Наделенный поэтическим даром, хорошо образованный и близко знакомый с современной светской литературой, святитель Игнатий в своем словесном творчестве не мог не испытать влияния новой дворянской культуры. Но при внешней схожести с романтической словесностью эпохи, при определенной типичности литературных приемов и способов выражения сердечных переживаний, Брянчанинов пытался оттолкнуться от современной ему светской традиции и писать иначе, на других принципах и основаниях. Он был человеком своей эпохи, но всю жизнь шел вразрез с большинством, продвигался «против течения», и его словесное творчество нередко носит полемический характер. Но парадокс в том, что споря и полемизируя с современным ему романтически-мечтательным взглядом на духовность и на словесное творчество, святитель говорит подчас тем же романтически возвышенным языком и поднимает те же, что и его светские современники, вопросы сакральности словесного творчества, пророческого призвания художника слова, говорит не раз о «вдохновении, звуках сладких и молитвах», без которых немыслимо было словесное творчество для литературных деятелей романтизма.

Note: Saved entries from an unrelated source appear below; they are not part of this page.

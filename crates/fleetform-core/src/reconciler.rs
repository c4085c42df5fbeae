//! Resource reconciler
//!
//! Orchestrates a [`Translator`], a [`RemoteClient`] and a [`StatusPoller`]
//! into the four lifecycle verbs. The managed entity id lives in the
//! caller's [`ResourceState`]; the reconciler is the only code that sets or
//! clears it.

use crate::client::{RemoteClient, RemoteEntity, single};
use crate::error::{CloudError, Result};
use crate::poller::{Convergence, PollConfig, StatusPoller, Step};
use crate::state::{ResourceState, ResourceStatus};
use crate::translator::Translator;
use tokio_util::sync::CancellationToken;

type StatusOf<T> = <<T as Translator>::Response as RemoteEntity>::Status;

/// Timing configuration for the lifecycle verbs
#[derive(Debug, Clone, Default)]
pub struct ReconcileConfig {
    /// Convergence wait after create
    pub create: PollConfig,
}

/// Which verb [`Reconciler::apply`] ran
#[derive(Debug, Clone, PartialEq)]
pub enum Applied<O> {
    Created(O),
    Updated(O),
}

impl<O> Applied<O> {
    pub fn observed(&self) -> &O {
        match self {
            Applied::Created(o) | Applied::Updated(o) => o,
        }
    }
}

/// Drives one resource type through create / read / update / delete.
///
/// Each call runs to completion before the next; callers serialize
/// operations on the same record.
pub struct Reconciler<T, C>
where
    T: Translator,
    C: RemoteClient<
            CreateRequest = T::CreateRequest,
            UpdateRequest = T::UpdateRequest,
            Response = T::Response,
        >,
{
    translator: T,
    client: C,
    poller: StatusPoller<StatusOf<T>>,
}

impl<T, C> Reconciler<T, C>
where
    T: Translator,
    C: RemoteClient<
            CreateRequest = T::CreateRequest,
            UpdateRequest = T::UpdateRequest,
            Response = T::Response,
        >,
{
    /// `convergence` holds the statuses a freshly created entity passes
    /// through (pending) and the ones that mean it is ready (target).
    pub fn new(
        translator: T,
        client: C,
        convergence: Convergence<StatusOf<T>>,
        config: ReconcileConfig,
    ) -> Self {
        Self {
            translator,
            client,
            poller: StatusPoller::new(convergence, config.create),
        }
    }

    /// Abort convergence waits when `cancel` fires.
    pub fn with_cancellation(mut self, cancel: CancellationToken) -> Self {
        self.poller = self.poller.with_cancellation(cancel);
        self
    }

    pub fn client(&self) -> &C {
        &self.client
    }

    /// Create the entity and wait for it to converge.
    ///
    /// Refuses to run when `record` already carries an id; use
    /// [`Reconciler::replace`] to swap out an existing entity. If the
    /// create call succeeds but convergence fails, the id stays recorded.
    pub async fn create(
        &self,
        record: &mut ResourceState,
        desired: &T::Desired,
    ) -> Result<T::Observed> {
        if record.has_id() {
            return Err(CloudError::InvariantViolation(format!(
                "{} is already managed as {}; replace it explicitly",
                record.resource_type, record.id
            )));
        }
        self.translator.validate(desired)?;
        let request = self.translator.to_create_request(desired);

        record.transition(ResourceStatus::Creating);
        tracing::info!("Creating {}", record.resource_type);

        let created = match self.client.create(&request).await {
            Ok(created) => created,
            Err(e) => {
                record.transition(ResourceStatus::Failed);
                return Err(e.into());
            }
        };

        let id = created.entity_id().to_string();
        if id.is_empty() {
            record.transition(ResourceStatus::Failed);
            return Err(CloudError::InvariantViolation(format!(
                "remote system accepted the {} without assigning an id",
                record.resource_type
            )));
        }
        record.record_id(&id);
        if let Err(e) = self.observe(record, &created) {
            record.transition(ResourceStatus::Failed);
            return Err(e);
        }

        tracing::info!(
            "Created {} {} ({}), waiting for convergence",
            record.resource_type,
            id,
            created.status()
        );

        if let Err(e) = self.poller.wait_for(&id, || self.client.fetch(&id)).await {
            record.transition(ResourceStatus::Failed);
            return Err(e);
        }

        match self.read(record).await {
            Ok(Some(observed)) => Ok(observed),
            Ok(None) => Err(CloudError::ResourceNotFound(id)),
            Err(e) => {
                record.transition(ResourceStatus::Failed);
                Err(e)
            }
        }
    }

    /// Refresh the record from the remote system.
    ///
    /// Returns `Ok(None)` when the entity no longer exists; the record's
    /// id is cleared in that case and the caller should forget it.
    pub async fn read(&self, record: &mut ResourceState) -> Result<Option<T::Observed>> {
        if !record.has_id() {
            return Ok(None);
        }

        let id = record.id.clone();
        tracing::info!("Describing {} {}", record.resource_type, id);

        let fetched = match self.client.fetch(&id).await {
            Ok(entities) => single(&id, entities)?,
            Err(e) if e.is_not_found() => None,
            Err(e) => return Err(e.into()),
        };

        let Some(entity) = fetched else {
            tracing::warn!(
                "{} ({}) not found, removing from state",
                record.resource_type,
                id
            );
            record.clear();
            return Ok(None);
        };

        let observed = self.observe(record, &entity)?;
        record.transition(self.phase_of(&entity));
        Ok(Some(observed))
    }

    /// Submit the full desired state. Does not wait for convergence.
    pub async fn update(
        &self,
        record: &mut ResourceState,
        desired: &T::Desired,
    ) -> Result<T::Observed> {
        if !record.has_id() {
            return Err(CloudError::InvariantViolation(format!(
                "cannot update {}: no remote id recorded",
                record.resource_type
            )));
        }
        self.translator.validate(desired)?;
        let request = self.translator.to_update_request(desired);

        let id = record.id.clone();
        record.transition(ResourceStatus::Updating);
        tracing::info!("Updating {} {}", record.resource_type, id);

        let updated = match self.client.update(&id, &request).await {
            Ok(entities) => single(&id, entities).and_then(|entity| {
                entity.ok_or_else(|| CloudError::ResourceNotFound(id.clone()))
            }),
            Err(e) => Err(e.into()),
        };
        match updated.and_then(|entity| self.observe(record, &entity)) {
            Ok(observed) => {
                record.transition(ResourceStatus::Active);
                Ok(observed)
            }
            Err(e) => {
                record.transition(ResourceStatus::Failed);
                Err(e)
            }
        }
    }

    /// Delete the entity. An entity that is already gone counts as deleted.
    pub async fn delete(&self, record: &mut ResourceState) -> Result<()> {
        if !record.has_id() {
            tracing::debug!("{} has no remote id, nothing to delete", record.resource_type);
            return Ok(());
        }

        let id = record.id.clone();
        record.transition(ResourceStatus::Deleting);
        tracing::info!("Deleting {} {}", record.resource_type, id);

        match self.client.delete(&id).await {
            Ok(()) => {}
            Err(e) if e.is_not_found() => {
                tracing::debug!("{} {} was already gone", record.resource_type, id);
            }
            Err(e) => {
                record.transition(ResourceStatus::Failed);
                return Err(e.into());
            }
        }

        record.clear();
        Ok(())
    }

    /// Delete the recorded entity, then create a new one from `desired`.
    pub async fn replace(
        &self,
        record: &mut ResourceState,
        desired: &T::Desired,
    ) -> Result<T::Observed> {
        self.translator.validate(desired)?;
        self.delete(record).await?;
        self.create(record, desired).await
    }

    /// Create the entity when it does not exist, update it otherwise.
    pub async fn apply(
        &self,
        record: &mut ResourceState,
        desired: &T::Desired,
    ) -> Result<Applied<T::Observed>> {
        self.translator.validate(desired)?;
        match self.read(record).await? {
            None => Ok(Applied::Created(self.create(record, desired).await?)),
            Some(_) => Ok(Applied::Updated(self.update(record, desired).await?)),
        }
    }

    fn observe(&self, record: &mut ResourceState, response: &T::Response) -> Result<T::Observed> {
        let observed = self.translator.to_local_state(response);
        let attributes = match serde_json::to_value(&observed)? {
            serde_json::Value::Object(map) => map,
            other => {
                return Err(CloudError::StateError(format!(
                    "observed state must serialize to an object, got {}",
                    other
                )));
            }
        };
        record.observe(response.status().to_string(), attributes);
        Ok(observed)
    }

    fn phase_of(&self, entity: &T::Response) -> ResourceStatus {
        match self.poller.convergence().classify(&entity.status()) {
            Step::Done => ResourceStatus::Active,
            Step::Wait => ResourceStatus::Creating,
            Step::Fail => ResourceStatus::Failed,
        }
    }
}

Святитель Игнатий остро переживал извращенную, «плотяную» духовность его современников-дворян. Зная изнутри, как труден путь к Богу, как нелегко открыть в своем сердце подлинное зрение духовных сущностей, он с особой настороженностью относился к так называемым духовным произведениям светских писателей. Известны его два письма на эту тему. Одно — об оде «Бог» Державина, другое — о «Выбранных местах из переписки с друзьями» Гоголя. Мы не станем подробно на них останавливаться. Отметим только, что главной мыслью обоих этих писем является то, что светский писатель обманывается сам и обманывает других, когда начинает говорить о духовном. Он, по словам святителя, «не знает, какое преступление — преоблачать духовное, искажать его, давая ему смысл вещественный». Большинство духовных произведений светских писателей, по мнению Игнатия, «написаны из «мнения», оживлены «кровяным движением»5. Писатель, не очищенный Духом, издает «для себя и для других не чистый свет, а смешанный, обманчивый, потому что в сердце его живет не простое добро, но добро, смешанное со злом, более или менее»6. Он «святое духовное переделывает в свое чувственное». И в то же время Брянчанинов не считает светское творчество чем-то бессмысленным. Когда писатель не замахивается на духовные высоты и говорит о своем, то это может быть «в своем роде прекрасно, удовлетворительно».
Игнатий высоко ставит литературное дарование Пушкина, говорит о той тщательной работе над словом, которую вел поэт. «От такой вычистки и выработки, — пишет Игнатий в письме к игумену Антонию Бочкову, — его (Пушкина) сочинения получали необыкновенную чистоту слога и ясность смысла. Как они читаются легко! в них нет слова лишнего!»7. Кроме того, в самом художественном даровании видит святитель признак души, ищущей Бога, готовой различить в земном мире отблеск вечной красоты, красоты духовного мира. «Давно видел я, — пишет святитель Карлу Брюллову, — что душа ваша в земном хаосе искала красоты, которая бы ее удовлетворила. Ваши картины — это выражение сильно жаждущей души. Картина, которая бы решительно удовлетворила вас, должна бы быть картиною из вечности». И в этом же письме он говорит о подлинном художественном вдохновении, о подлинной сути художественного творчества. Суть вдохновения в том, что душа, предочищенная подвигом, отдавшая себя на служение Богу, начинает созерцать небесные реальности, и в этом созерцании, которое является Божественным даром, и рождается чистое и живое духовное слово или духовная картина.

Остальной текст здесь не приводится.